"Robimy absolutnie wszystko, żeby uratować górników"

Jestem przekonany że wszystkie profesjonalne służby działają tak jak powinny działać
"Jestem przekonany, że wszystkie profesjonalne służby działają tak, jak powinny działać"
Źródło: tvn24
Zaangażowaliśmy wszystkie możliwe środki, wszystkie najlepsze sprzęty, aparaturę poszukiwawczą - zapewniał premier Mateusz Morawiecki w kopalni Zofiówka w Jastrzębiu-Zdroju, gdzie po silnym wstrząsie trwa akcja ratunkowa. Udało się wydostać spod ziemi dwóch górników z siedmiu, z którymi utracono kontakt po tym, jak w sobotę doszło do tąpnięcia. Premier wieczorem odwiedził w jastrzębskim szpitalu poszkodowanych górników.

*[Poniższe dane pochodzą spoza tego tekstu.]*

//! IPv4/TCP destination-port drop filter.
//!
//! Given a raw Ethernet frame, decide whether it is an IPv4/TCP packet whose
//! destination port matches a configured value. Matching frames get
//! [`Verdict::Drop`]; everything else -- truncated frames, foreign
//! ethertypes, non-TCP protocols, an unset port -- gets [`Verdict::Pass`].
//! The filter fails open: ambiguity never causes a drop.
//!
//! Processing is strictly per-frame. Nothing is cached between frames and
//! the only shared state is the read-only port store behind [`PortLookup`],
//! so one [`Filter`] can serve any number of concurrent callers.
//!
//! ```
//! use dropflow_filter::{Filter, PortSlot, Verdict};
//! use std::sync::Arc;
//!
//! let slot = Arc::new(PortSlot::new());
//! slot.set(4040);
//!
//! let filter = Filter::new(slot);
//! // A 13-byte frame is too short for an Ethernet header: fail open.
//! assert_eq!(filter.process(&[0u8; 13]), Verdict::Pass);
//! ```

pub mod engine;
pub mod parse;
pub mod port;

pub use engine::{decide, Filter, Verdict};
pub use parse::{parse, ExtractedFields, PassEarly};
pub use port::{PortLookup, PortSlot, DEFAULT_PORT};
//! Configuration source: where the filter learns which port to drop.
//!
//! The filter only ever reads the configured port, through [`PortLookup`].
//! Ownership of the value lives with whoever drives the store -- in this
//! repo, the agent's control API. [`PortSlot`] is the single-slot in-memory
//! implementation: one optional port, readable concurrently without locks,
//! written atomically so a reader observes either the old or the new value,
//! never a mix of the two.

use std::sync::atomic::{AtomicU32, Ordering};
use std::sync::Arc;

/// Port installed by [`PortSlot::seed_default`] when the slot has never
/// been written.
pub const DEFAULT_PORT: u16 = 4040;

/// Read access to the configured destination port.
///
/// An absent value is a normal state, not an error: a fresh store simply
/// has no port yet and the filter passes everything.
pub trait PortLookup {
    /// The configured port, or `None` if nothing has been set. One call
    /// yields one point-in-time snapshot.
    fn lookup(&self) -> Option<u16>;
}

impl<T: PortLookup + ?Sized> PortLookup for &T {
    fn lookup(&self) -> Option<u16> {
        (**self).lookup()
    }
}

impl<T: PortLookup + ?Sized> PortLookup for Arc<T> {
    fn lookup(&self) -> Option<u16> {
        (**self).lookup()
    }
}

/// Single-value port store.
///
/// `Option<u16>` packed into one `AtomicU32`: bit 16 marks the slot as set,
/// the low 16 bits hold the port. A lookup is a single atomic load, so reads
/// are wait-free and a torn value is impossible. Port 0 is representable --
/// "set to 0" and "unset" are distinct states.
#[derive(Debug, Default)]
pub struct PortSlot {
    cell: AtomicU32,
}

const EMPTY: u32 = 0;
const SET_BIT: u32 = 1 << 16;

impl PortSlot {
    /// Create an empty slot: no port configured, every lookup is `None`.
    pub const fn new() -> Self {
        Self {
            cell: AtomicU32::new(EMPTY),
        }
    }

    /// Configure the port to drop. Readers see the new value atomically.
    pub fn set(&self, port: u16) {
        self.cell.store(SET_BIT | u32::from(port), Ordering::Relaxed);
    }

    /// Remove the configured port; subsequent lookups return `None`.
    pub fn clear(&self) {
        self.cell.store(EMPTY, Ordering::Relaxed);
    }

    /// Install [`DEFAULT_PORT`] if the slot has never been written.
    ///
    /// Meant to run once during startup, before packet processing begins.
    /// Returns `true` if the default was installed, `false` if the slot
    /// already held a value.
    pub fn seed_default(&self) -> bool {
        self.cell
            .compare_exchange(
                EMPTY,
                SET_BIT | u32::from(DEFAULT_PORT),
                Ordering::Relaxed,
                Ordering::Relaxed,
            )
            .is_ok()
    }
}

impl PortLookup for PortSlot {
    fn lookup(&self) -> Option<u16> {
        let v = self.cell.load(Ordering::Relaxed);
        if v & SET_BIT != 0 {
            Some(v as u16)
        } else {
            None
        }
    }
}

- Mogę zapewnić, że rząd robi wszystko i zaangażowaliśmy wszystkie możliwe środki, wszystkie najlepsze sprzęty, aparaturę poszukiwawczą, po to, żeby doprowadzić do jak najszybszego odnalezienia tych pięciu górników - oświadczył premier na briefingu prasowym w Jastrzębiu Zdroju.

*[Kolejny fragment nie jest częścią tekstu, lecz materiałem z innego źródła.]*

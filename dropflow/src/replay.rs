use std::fs;
use std::path::Path;
use std::sync::Arc;

use dropflow_filter::{Filter, PortSlot, Verdict};

use crate::state::FilterStats;

/// Decode one line of a frames file into raw bytes.
///
/// A line is a hex-encoded frame; embedded whitespace is allowed so dumps
/// can keep their byte grouping, and `#` starts a comment. Returns `None`
/// for blank and comment-only lines.
pub fn decode_frame_line(line: &str) -> Option<Result<Vec<u8>, hex::FromHexError>> {
    let payload = line.split('#').next().unwrap_or("");
    let cleaned: String = payload.chars().filter(|c| !c.is_whitespace()).collect();
    if cleaned.is_empty() {
        return None;
    }
    Some(hex::decode(cleaned))
}

/// Replay every frame in `path` through the filter, recording stats and
/// logging verdicts. Stands in for the packet-receive hook this agent does
/// not own.
///
/// Malformed lines are logged and skipped, never fatal -- a bad dump should
/// not take the agent down. Returns the number of frames processed.
pub fn replay_file(
    path: &Path,
    filter: &Filter<Arc<PortSlot>>,
    stats: &FilterStats,
) -> anyhow::Result<u64> {
    let content = fs::read_to_string(path)?;
    let mut processed: u64 = 0;

    for (lineno, line) in content.lines().enumerate() {
        let frame = match decode_frame_line(line) {
            None => continue,
            Some(Ok(bytes)) => bytes,
            Some(Err(e)) => {
                tracing::warn!(
                    "{}:{}: skipping malformed hex line: {}",
                    path.display(),
                    lineno + 1,
                    e
                );
                continue;
            }
        };

        processed += 1;
        let verdict = filter.process(&frame);
        match verdict {
            Verdict::Drop => {
                // A drop means the destination port equaled the configured
                // port; snapshot it again for the log and the per-port stat.
                let matched = filter.configured();
                if let Some(port) = matched {
                    tracing::info!("frame {}: drop (tcp dst port {})", processed, port);
                } else {
                    tracing::info!("frame {}: drop", processed);
                }
                stats.record(verdict, matched);
            }
            Verdict::Pass => {
                tracing::debug!("frame {}: pass ({} bytes)", processed, frame.len());
                stats.record(verdict, None);
            }
        }
    }

    Ok(processed)
}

Zaraz po nim złożył wizytę w Wojewódzkim Szpitalu Specjalistycznym nr 2 w Jastrzębiu-Zdroju, gdzie przebywa czwórka poszkodowanych górników- dwaj odnalezieni pod ziemią przez ratowników oraz dwaj, którzy z lżejszymi urazami trafili do szpitala już wcześniej.

Jak podały służby prasowe wojewody śląskiego, Morawiecki rozmawiał z dwoma górnikami, którzy przebywają na oddziale chirurgii urazowo-ortopedycznej. Inny poszkodowany przechodził w tym czasie zabieg w sali operacyjnej. Szef rządu czekał na zakończenie zabiegu, rozmawiając w tym czasie z rodziną rannego.

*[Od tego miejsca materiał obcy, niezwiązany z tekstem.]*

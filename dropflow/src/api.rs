use crate::state::FilterStats;
use axum::{
    extract::{
        ws::{Message, WebSocket},
        ConnectInfo, Query, State, WebSocketUpgrade,
    },
    http::StatusCode,
    middleware,
    response::IntoResponse,
    routing::get,
    Json, Router,
};
use dropflow_filter::{PortLookup, PortSlot};
use ipnet::IpNet;
use prometheus_client::encoding::text::encode;
use prometheus_client::metrics::counter::Counter;
use prometheus_client::metrics::gauge::Gauge;
use prometheus_client::registry::Registry;
use serde::{Deserialize, Serialize};
use std::net::SocketAddr;
use std::sync::atomic::Ordering;
use std::sync::Arc;
use std::time::Instant;

pub struct AppState {
    pub stats: Arc<FilterStats>,
    pub slot: Arc<PortSlot>,
    pub start_time: Instant,
}

// ── Prometheus Metrics ────────────────────────────────────────────────────────

struct Metrics {
    registry: Registry,
    frames_total: Counter,
    dropped_total: Counter,
    passed_total: Counter,
    port_configured: Gauge,
}

impl Metrics {
    fn new() -> Self {
        let mut registry = Registry::default();
        let frames_total = Counter::default();
        let dropped_total = Counter::default();
        let passed_total = Counter::default();
        let port_configured = Gauge::default();

        registry.register(
            "dropflow_frames_total",
            "Total number of inspected frames",
            frames_total.clone(),
        );
        registry.register(
            "dropflow_dropped_total",
            "Frames that matched the configured port and were dropped",
            dropped_total.clone(),
        );
        registry.register(
            "dropflow_passed_total",
            "Frames handed back to normal processing",
            passed_total.clone(),
        );
        registry.register(
            "dropflow_port_configured",
            "Whether a drop port is currently configured (0 or 1)",
            port_configured.clone(),
        );

        Self {
            registry,
            frames_total,
            dropped_total,
            passed_total,
            port_configured,
        }
    }
}

// ── Request / Response Types ──────────────────────────────────────────────────

#[derive(Serialize)]
pub struct HealthResponse {
    status: String,
    frames_total: u64,
    dropped_total: u64,
}

#[derive(Serialize)]
pub struct StatsResponse {
    uptime_seconds: u64,
    frames_total: u64,
    passed_total: u64,
    dropped_total: u64,
    frames_per_second: f64,
    drop_rate: f64,
}

#[derive(Serialize)]
pub struct PortResponse {
    port: Option<u16>,
}

#[derive(Deserialize)]
pub struct SetPortRequest {
    port: u16,
}

#[derive(Deserialize)]
pub struct LiveParams {
    limit: Option<usize>,
}

// ── Router ────────────────────────────────────────────────────────────────────

pub fn router(state: Arc<AppState>, allowed_ips: &[String]) -> Router {
    let metrics = Arc::new(Metrics::new());

    let mut app = Router::new()
        .route("/api/health", get(get_health))
        .route("/api/stats", get(get_stats))
        .route("/api/live", get(get_live))
        .route(
            "/api/port",
            get(get_port).put(put_port).delete(delete_port),
        )
        .route("/api/stream", get(ws_handler))
        .route(
            "/metrics",
            get({
                let m = metrics.clone();
                let s = state.clone();
                move || get_metrics(s.clone(), m.clone())
            }),
        );

    // Apply IP allowlist middleware if configured. The API can rewrite the
    // drop port, so restricting who reaches it matters more here than for a
    // read-only surface.
    if !allowed_ips.is_empty() {
        let nets: Arc<Vec<IpNet>> = Arc::new(
            allowed_ips
                .iter()
                .filter_map(|s| s.parse::<IpNet>().ok())
                .collect(),
        );
        app = app.layer(middleware::from_fn(move |req, next| {
            let nets = nets.clone();
            ip_allowlist(req, next, nets)
        }));
    }

    app.with_state(state)
}

// ── IP Allowlist Middleware ───────────────────────────────────────────────────

async fn ip_allowlist(
    req: axum::extract::Request,
    next: middleware::Next,
    allowed: Arc<Vec<IpNet>>,
) -> impl IntoResponse {
    if let Some(connect_info) = req.extensions().get::<ConnectInfo<SocketAddr>>() {
        let ip = connect_info.0.ip();
        if allowed.iter().any(|net| net.contains(&ip)) {
            return next.run(req).await.into_response();
        }
        return StatusCode::FORBIDDEN.into_response();
    }
    // No ConnectInfo (should not happen with into_make_service_with_connect_info).
    next.run(req).await.into_response()
}

// ── Handlers ──────────────────────────────────────────────────────────────────

async fn get_health(State(state): State<Arc<AppState>>) -> Json<HealthResponse> {
    Json(HealthResponse {
        status: "ok".to_string(),
        frames_total: state.stats.frames_total.load(Ordering::Relaxed),
        dropped_total: state.stats.dropped_total.load(Ordering::Relaxed),
    })
}

async fn get_stats(State(state): State<Arc<AppState>>) -> Json<StatsResponse> {
    let uptime = state.start_time.elapsed().as_secs();
    let frames_total = state.stats.frames_total.load(Ordering::Relaxed);
    let passed_total = state.stats.passed_total.load(Ordering::Relaxed);
    let dropped_total = state.stats.dropped_total.load(Ordering::Relaxed);

    let frames_per_second = if uptime > 0 {
        frames_total as f64 / uptime as f64
    } else {
        0.0
    };
    let drop_rate = if frames_total > 0 {
        dropped_total as f64 / frames_total as f64
    } else {
        0.0
    };

    Json(StatsResponse {
        uptime_seconds: uptime,
        frames_total,
        passed_total,
        dropped_total,
        frames_per_second,
        drop_rate,
    })
}

async fn get_live(
    State(state): State<Arc<AppState>>,
    Query(params): Query<LiveParams>,
) -> Json<serde_json::Value> {
    let limit = params.limit.unwrap_or(50).min(1000);

    let mut ports: Vec<_> = state
        .stats
        .drops_by_port
        .iter()
        .map(|entry| {
            serde_json::json!({
                "port": *entry.key(),
                "dropped": *entry.value(),
            })
        })
        .collect();

    ports.sort_by(|a, b| {
        let count_a = a["dropped"].as_u64().unwrap_or(0);
        let count_b = b["dropped"].as_u64().unwrap_or(0);
        count_b.cmp(&count_a)
    });

    ports.truncate(limit);

    Json(serde_json::json!({
        "configured_port": state.slot.lookup(),
        "drops_by_port": ports,
        "frames_total": state.stats.frames_total.load(Ordering::Relaxed),
        "dropped_total": state.stats.dropped_total.load(Ordering::Relaxed),
    }))
}

async fn get_port(State(state): State<Arc<AppState>>) -> Json<PortResponse> {
    Json(PortResponse {
        port: state.slot.lookup(),
    })
}

async fn put_port(
    State(state): State<Arc<AppState>>,
    Json(body): Json<SetPortRequest>,
) -> Json<PortResponse> {
    state.slot.set(body.port);
    tracing::info!("drop port set to {} via API", body.port);
    Json(PortResponse {
        port: Some(body.port),
    })
}

async fn delete_port(State(state): State<Arc<AppState>>) -> Json<PortResponse> {
    state.slot.clear();
    tracing::info!("drop port cleared via API");
    Json(PortResponse { port: None })
}

async fn get_metrics(state: Arc<AppState>, metrics: Arc<Metrics>) -> impl IntoResponse {
    // Sync the atomic stats into prometheus counters. Counters are
    // monotonic, so increment by the delta since the last scrape.
    let frames = state.stats.frames_total.load(Ordering::Relaxed);
    let dropped = state.stats.dropped_total.load(Ordering::Relaxed);
    let passed = state.stats.passed_total.load(Ordering::Relaxed);

    let current = metrics.frames_total.get();
    if frames > current {
        metrics.frames_total.inc_by(frames - current);
    }
    let current = metrics.dropped_total.get();
    if dropped > current {
        metrics.dropped_total.inc_by(dropped - current);
    }
    let current = metrics.passed_total.get();
    if passed > current {
        metrics.passed_total.inc_by(passed - current);
    }
    metrics
        .port_configured
        .set(if state.slot.lookup().is_some() { 1 } else { 0 });

    let mut buf = String::new();
    encode(&mut buf, &metrics.registry).unwrap();
    (
        [(axum::http::header::CONTENT_TYPE, "text/plain; version=0.0.4")],
        buf,
    )
}

async fn ws_handler(
    ws: WebSocketUpgrade,
    State(state): State<Arc<AppState>>,
) -> impl IntoResponse {
    ws.on_upgrade(move |socket| handle_socket(socket, state))
}

async fn handle_socket(mut socket: WebSocket, state: Arc<AppState>) {
    let mut interval = tokio::time::interval(tokio::time::Duration::from_secs(1));

    loop {
        interval.tick().await;

        let stats = serde_json::json!({
            "configured_port": state.slot.lookup(),
            "frames_total": state.stats.frames_total.load(Ordering::Relaxed),
            "passed_total": state.stats.passed_total.load(Ordering::Relaxed),
            "dropped_total": state.stats.dropped_total.load(Ordering::Relaxed),
        });

        if socket
            .send(Message::Text(stats.to_string().into()))
            .await
            .is_err()
        {
            break;
        }
    }
}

Według informacji lekarzy stan wszystkich poszkodowanych jest stabilny.

"250, może 350 metrów"

- Jestem przekonany, że wszystkie profesjonalne służby działają tak, jak powinny działać, a akcja ratunkowa zakończy się powodzeniem - zapewniał wcześniej Morawiecki w Zofiówce.

Zaznaczył, że w akcji ratunkowej bierze udział 12 ekip po siedmiu ratowników. - Wymieniają się, cały czas pracują w taki sposób, by dotrzeć chodnikami te 250, może 350 metrów, gdzie znajduje się tych pięciu górników. Cały czas mamy ogromną nadzieję, ze akcja ratunkowa zakończy się powodzeniem - podkreślał szef rządu.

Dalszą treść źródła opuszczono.